Hight input impedance DC buffer ?

[Externet]

Hi.
I believe am loading my circuit too much and collapses. Am I seeing it wrong ?

A 7555 IC as astable has 100KΩ as 10μF capacitor charge path and 100KΩ at its discharge path for ~ 0.2 Hz
I want to use the oscillation at the capacitor, that goes from ~1VDC to ~2VDC (1/3 to 2/3Vcc) triangle waveform to drive a 5KΩ load.
Using a transistor common emitter as amplifier, the triangle wave is overloaded and stops working.
What is a convenient single 3V supply circuit that may work ? I guess with a >1MΩ input resistance.

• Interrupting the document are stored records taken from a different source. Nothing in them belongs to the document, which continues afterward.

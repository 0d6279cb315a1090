use mycelium_core::{ArtifactKind, EdgeKind, NodeId, Result};
use serde::{Deserialize, Serialize};

use crate::ArtifactGraph;

/// A structural change to the graph. Registrations that arrive while a sync cycle
/// is running are held as mutations and applied once the cycle is over.
#[derive(Debug, Clone, PartialEq, Eq, Serialize, Deserialize)]
#[serde(tag = "op", rename_all = "snake_case")]
pub enum GraphMutation {
    AddNode {
        id: NodeId,
        kind: ArtifactKind,
        locator: String,
        #[serde(default)]
        version: Option<String>,
    },
    AddEdge {
        source: NodeId,
        target: NodeId,
        kind: EdgeKind,
    },
    SetVersion {
        id: NodeId,
        version: Option<String>,
    },
}

impl GraphMutation {
    pub fn add_node<I: Into<NodeId>, L: Into<String>>(id: I, kind: ArtifactKind, locator: L) -> Self {
        Self::AddNode {
            id: id.into(),
            kind,
            locator: locator.into(),
            version: None,
        }
    }

    pub fn add_edge<A: Into<NodeId>, B: Into<NodeId>>(source: A, target: B, kind: EdgeKind) -> Self {
        Self::AddEdge {
            source: source.into(),
            target: target.into(),
            kind,
        }
    }

    pub fn apply(&self, graph: &mut ArtifactGraph) -> Result<()> {
        match self {
            GraphMutation::AddNode {
                id,
                kind,
                locator,
                version,
            } => {
                graph.add_node(id.clone(), *kind, locator.clone())?;
                if version.is_some() {
                    graph.set_version(id, version.clone())?;
                }
            }
            GraphMutation::AddEdge {
                source,
                target,
                kind,
            } => {
                graph.add_edge(source, target, *kind)?;
            }
            GraphMutation::SetVersion { id, version } => {
                graph.set_version(id, version.clone())?;
            }
        }
        Ok(())
    }
}
use chrono::{DateTime, Utc};
use serde::{Deserialize, Serialize};
use std::collections::BTreeSet;
use std::fmt;
use std::str::FromStr;
use std::time::Duration;
use uuid::Uuid;

use crate::MyceliumError;

pub type NodeId = String;
pub type CycleId = Uuid;

/// The role an artifact plays in the network; drives priority and merge rules.
#[derive(
    Debug, Clone, Copy, PartialEq, Eq, PartialOrd, Ord, Hash, Serialize, Deserialize,
)]
#[serde(rename_all = "snake_case")]
pub enum ArtifactKind {
    Roadmap,
    Config,
    Implementation,
    Readme,
    Documentation,
    Other,
}

impl ArtifactKind {
    pub const ALL: [ArtifactKind; 6] = [
        ArtifactKind::Roadmap,
        ArtifactKind::Config,
        ArtifactKind::Implementation,
        ArtifactKind::Readme,
        ArtifactKind::Documentation,
        ArtifactKind::Other,
    ];

    /// Fixed importance weight used by the priority scorer.
    pub fn importance(self) -> f64 {
        match self {
            ArtifactKind::Roadmap => 1.0,
            ArtifactKind::Config => 0.9,
            ArtifactKind::Implementation => 0.8,
            ArtifactKind::Readme => 0.7,
            ArtifactKind::Documentation => 0.6,
            ArtifactKind::Other => 0.5,
        }
    }
}

impl Default for ArtifactKind {
    fn default() -> Self {
        ArtifactKind::Other
    }
}

impl fmt::Display for ArtifactKind {
    fn fmt(&self, f: &mut fmt::Formatter<'_>) -> fmt::Result {
        let s = match self {
            ArtifactKind::Roadmap => "roadmap",
            ArtifactKind::Config => "config",
            ArtifactKind::Implementation => "implementation",
            ArtifactKind::Readme => "readme",
            ArtifactKind::Documentation => "documentation",
            ArtifactKind::Other => "other",
        };
        write!(f, "{}", s)
    }
}

impl FromStr for ArtifactKind {
    type Err = std::convert::Infallible;

    fn from_str(s: &str) -> Result<Self, Self::Err> {
        Ok(match s.trim().to_lowercase().as_str() {
            "roadmap" => ArtifactKind::Roadmap,
            "config" => ArtifactKind::Config,
            "implementation" => ArtifactKind::Implementation,
            "readme" => ArtifactKind::Readme,
            "documentation" | "docs" => ArtifactKind::Documentation,
            _ => ArtifactKind::Other,
        })
    }
}

#[derive(
    Debug, Clone, Copy, PartialEq, Eq, PartialOrd, Ord, Hash, Serialize, Deserialize,
)]
#[serde(rename_all = "snake_case")]
pub enum EdgeKind {
    DependsOn,
    Extends,
    References,
    SyncsWith,
    Validates,
    Monitors,
}

impl Default for EdgeKind {
    fn default() -> Self {
        EdgeKind::References
    }
}

impl fmt::Display for EdgeKind {
    fn fmt(&self, f: &mut fmt::Formatter<'_>) -> fmt::Result {
        let s = match self {
            EdgeKind::DependsOn => "depends_on",
            EdgeKind::Extends => "extends",
            EdgeKind::References => "references",
            EdgeKind::SyncsWith => "syncs_with",
            EdgeKind::Validates => "validates",
            EdgeKind::Monitors => "monitors",
        };
        write!(f, "{}", s)
    }
}

impl FromStr for EdgeKind {
    type Err = MyceliumError;

    fn from_str(s: &str) -> Result<Self, Self::Err> {
        match s.trim().to_lowercase().as_str() {
            "depends_on" => Ok(EdgeKind::DependsOn),
            "extends" => Ok(EdgeKind::Extends),
            "references" => Ok(EdgeKind::References),
            "syncs_with" => Ok(EdgeKind::SyncsWith),
            "validates" => Ok(EdgeKind::Validates),
            "monitors" => Ok(EdgeKind::Monitors),
            other => Err(MyceliumError::InvalidOperation(format!(
                "unknown edge kind: {}",
                other
            ))),
        }
    }
}

/// A tracked unit of content. The locator is opaque to this crate and is
/// resolved by a [`crate::ContentStore`].
#[derive(Debug, Clone, PartialEq, Serialize, Deserialize)]
pub struct Artifact {
    pub id: NodeId,
    pub kind: ArtifactKind,
    pub locator: String,
    pub last_synced_at: Option<DateTime<Utc>>,
    pub health: f64,
    #[serde(default, skip_serializing_if = "Option::is_none")]
    pub version: Option<String>,
    pub registered_at: DateTime<Utc>,
}

impl Artifact {
    pub fn new<I: Into<NodeId>, L: Into<String>>(id: I, kind: ArtifactKind, locator: L) -> Self {
        Self {
            id: id.into(),
            kind,
            locator: locator.into(),
            last_synced_at: None,
            health: 1.0,
            version: None,
            registered_at: Utc::now(),
        }
    }

    /// Fractional days since the last sync, `None` if never synced.
    /// Timestamps in the future count as zero days.
    pub fn days_since_sync(&self, now: DateTime<Utc>) -> Option<f64> {
        self.last_synced_at.map(|at| {
            let millis = (now - at).num_milliseconds().max(0) as f64;
            millis / MILLIS_PER_DAY
        })
    }
}

pub const MILLIS_PER_DAY: f64 = 24.0 * 60.0 * 60.0 * 1000.0;

/// Which step of an edge failed during a sync cycle.
#[derive(Debug, Clone, Copy, PartialEq, Eq, Hash, Serialize, Deserialize)]
#[serde(rename_all = "snake_case")]
pub enum FailureStage {
    ReadSource,
    ReadTarget,
    WriteTarget,
}

impl fmt::Display for FailureStage {
    fn fmt(&self, f: &mut fmt::Formatter<'_>) -> fmt::Result {
        let s = match self {
            FailureStage::ReadSource => "read_source",
            FailureStage::ReadTarget => "read_target",
            FailureStage::WriteTarget => "write_target",
        };
        write!(f, "{}", s)
    }
}

/// A recoverable per-edge failure recorded during a cycle.
#[derive(Debug, Clone, PartialEq, Serialize, Deserialize)]
pub struct EdgeFailure {
    pub source: NodeId,
    pub target: NodeId,
    pub stage: FailureStage,
    pub timed_out: bool,
    pub reason: String,
}

impl EdgeFailure {
    pub fn new(source: &str, target: &str, stage: FailureStage, err: &MyceliumError) -> Self {
        Self {
            source: source.to_string(),
            target: target.to_string(),
            stage,
            timed_out: matches!(err, MyceliumError::ContentTimeout { .. }),
            reason: err.to_string(),
        }
    }
}

#[derive(Debug, Clone, PartialEq, Serialize, Deserialize)]
pub struct SyncCycleResult {
    pub cycle_id: CycleId,
    pub synced_node_ids: BTreeSet<NodeId>,
    pub started_at: DateTime<Utc>,
    /// Completion time of the cycle.
    pub timestamp: DateTime<Utc>,
    pub failures: Vec<EdgeFailure>,
    pub edges_merged: usize,
    pub mean_health: f64,
    pub next_interval: Duration,
}

/// Result of asking the scheduler to run a cycle.
#[derive(Debug, Clone, PartialEq)]
pub enum TickOutcome {
    Completed(SyncCycleResult),
    /// Another cycle was already running; nothing was done.
    Skipped,
}

impl TickOutcome {
    pub fn is_skipped(&self) -> bool {
        matches!(self, TickOutcome::Skipped)
    }

    pub fn into_result(self) -> Option<SyncCycleResult> {
        match self {
            TickOutcome::Completed(r) => Some(r),
            TickOutcome::Skipped => None,
        }
    }
}

#[derive(Debug, Clone, Copy, PartialEq, Eq, Serialize, Deserialize)]
#[serde(rename_all = "snake_case")]
pub enum SchedulerState {
    Idle,
    Running,
}

/// Whether a registration reached the graph right away or waits for the running cycle.
#[derive(Debug, Clone, Copy, PartialEq, Eq)]
pub enum Registration {
    Applied,
    Deferred,
}

/// Structured events emitted to subscribers of a scheduler.
#[derive(Debug, Clone)]
pub enum SyncEvent {
    CycleStarted { cycle_id: CycleId, queued: usize },
    EdgeMerged { source: NodeId, target: NodeId },
    EdgeFailed(EdgeFailure),
    CycleCompleted(SyncCycleResult),
    CycleSkipped,
    IntervalChanged { interval: Duration },
}
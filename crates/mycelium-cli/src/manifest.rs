use std::fs;
use std::path::{Path, PathBuf};

use anyhow::{Context, Result};
use mycelium_core::{ArtifactKind, EdgeKind};
use mycelium_graph::{ArtifactGraph, GraphMutation};
use serde::Deserialize;

/// Artifacts and connections of a project, as written in `mycelium.toml`.
#[derive(Debug, Default, Deserialize)]
pub struct Manifest {
    #[serde(default, rename = "artifact")]
    pub artifacts: Vec<ArtifactEntry>,
    #[serde(default, rename = "connection")]
    pub connections: Vec<ConnectionEntry>,
}

#[derive(Debug, Deserialize)]
pub struct ArtifactEntry {
    pub id: String,
    #[serde(default)]
    pub kind: Option<String>,
    pub path: String,
    #[serde(default)]
    pub version: Option<String>,
}

#[derive(Debug, Deserialize)]
pub struct ConnectionEntry {
    pub from: String,
    pub to: String,
    #[serde(default)]
    pub kind: Option<String>,
}

impl Manifest {
    pub fn parse(text: &str) -> Result<Self> {
        toml::from_str(text).context("Invalid manifest")
    }

    /// Read a manifest file. Returns it with the directory its paths are relative to.
    pub fn load(path: &Path) -> Result<(Self, PathBuf)> {
        let text = fs::read_to_string(path)
            .with_context(|| format!("Failed to read manifest {}", path.display()))?;
        let manifest = Self::parse(&text)
            .with_context(|| format!("Failed to parse manifest {}", path.display()))?;
        let root = path
            .parent()
            .filter(|p| !p.as_os_str().is_empty())
            .map(Path::to_path_buf)
            .unwrap_or_else(|| PathBuf::from("."));
        Ok((manifest, root))
    }

    pub fn mutations(&self) -> Result<Vec<GraphMutation>> {
        let mut out = Vec::with_capacity(self.artifacts.len() + self.connections.len());
        for artifact in &self.artifacts {
            let kind = match &artifact.kind {
                Some(k) => k.parse::<ArtifactKind>().unwrap_or_default(),
                None => ArtifactKind::default(),
            };
            out.push(GraphMutation::AddNode {
                id: artifact.id.clone(),
                kind,
                locator: artifact.path.clone(),
                version: artifact.version.clone(),
            });
        }
        for connection in &self.connections {
            let kind = match &connection.kind {
                Some(k) => k
                    .parse::<EdgeKind>()
                    .with_context(|| format!("connection {} -> {}", connection.from, connection.to))?,
                None => EdgeKind::default(),
            };
            out.push(GraphMutation::add_edge(
                connection.from.clone(),
                connection.to.clone(),
                kind,
            ));
        }
        Ok(out)
    }

    pub fn build_graph(&self) -> Result<ArtifactGraph> {
        let mut graph = ArtifactGraph::new();
        for mutation in self.mutations()? {
            mutation
                .apply(&mut graph)
                .with_context(|| format!("Failed to apply {:?}", mutation))?;
        }
        Ok(graph)
    }
}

Like this ? How is Re set ?

 

[Harald Kapp]

From Wikipedia: R_in ~ ß₀*R_E
Knowing ß₀ and the expected R_in allows calcuation of R_E.

 

[BobK]

If you really want an exact copy of the input, a rail-to-rail opamp would do the trick.

Bob

 

[Externet]

The voltage follower works well. Re=100K yields 15MΩ loading to Vin with a 150beta 2N2222A. No more overloading of the triangle wave. Output is near desired range.
What would be the effect of adding some resistance to the collector ? Would it produce less or more attenuation at Vout ?

 

[AnalogKid]

As long as you are taking your output from the emitter, adding *reasonable* resistance (not 1 ohm, not 1 Meg) to the collector leg will not affect the output. It does shift some heat from the transistor to the resistor.

Note that your circuit has a *very* asymmetrical output impedance. Pulling the output up is at a low impedance. Pulling the output low is the 100K resistor.

It sounds like the -0.6 V shift in the output waveform is not a problem for your application. If it is, there is a relatively simple way around it.

ak

 

[duke37]

Note that your circuit has a *very* asymmetrical output impedance. Pulling the output up is at a low impedance. Pulling the output low is the 100K resistor.

The output impedance will only become asymmetrical when the transistor current has reduced to zero so will depend on signal amplitude and load.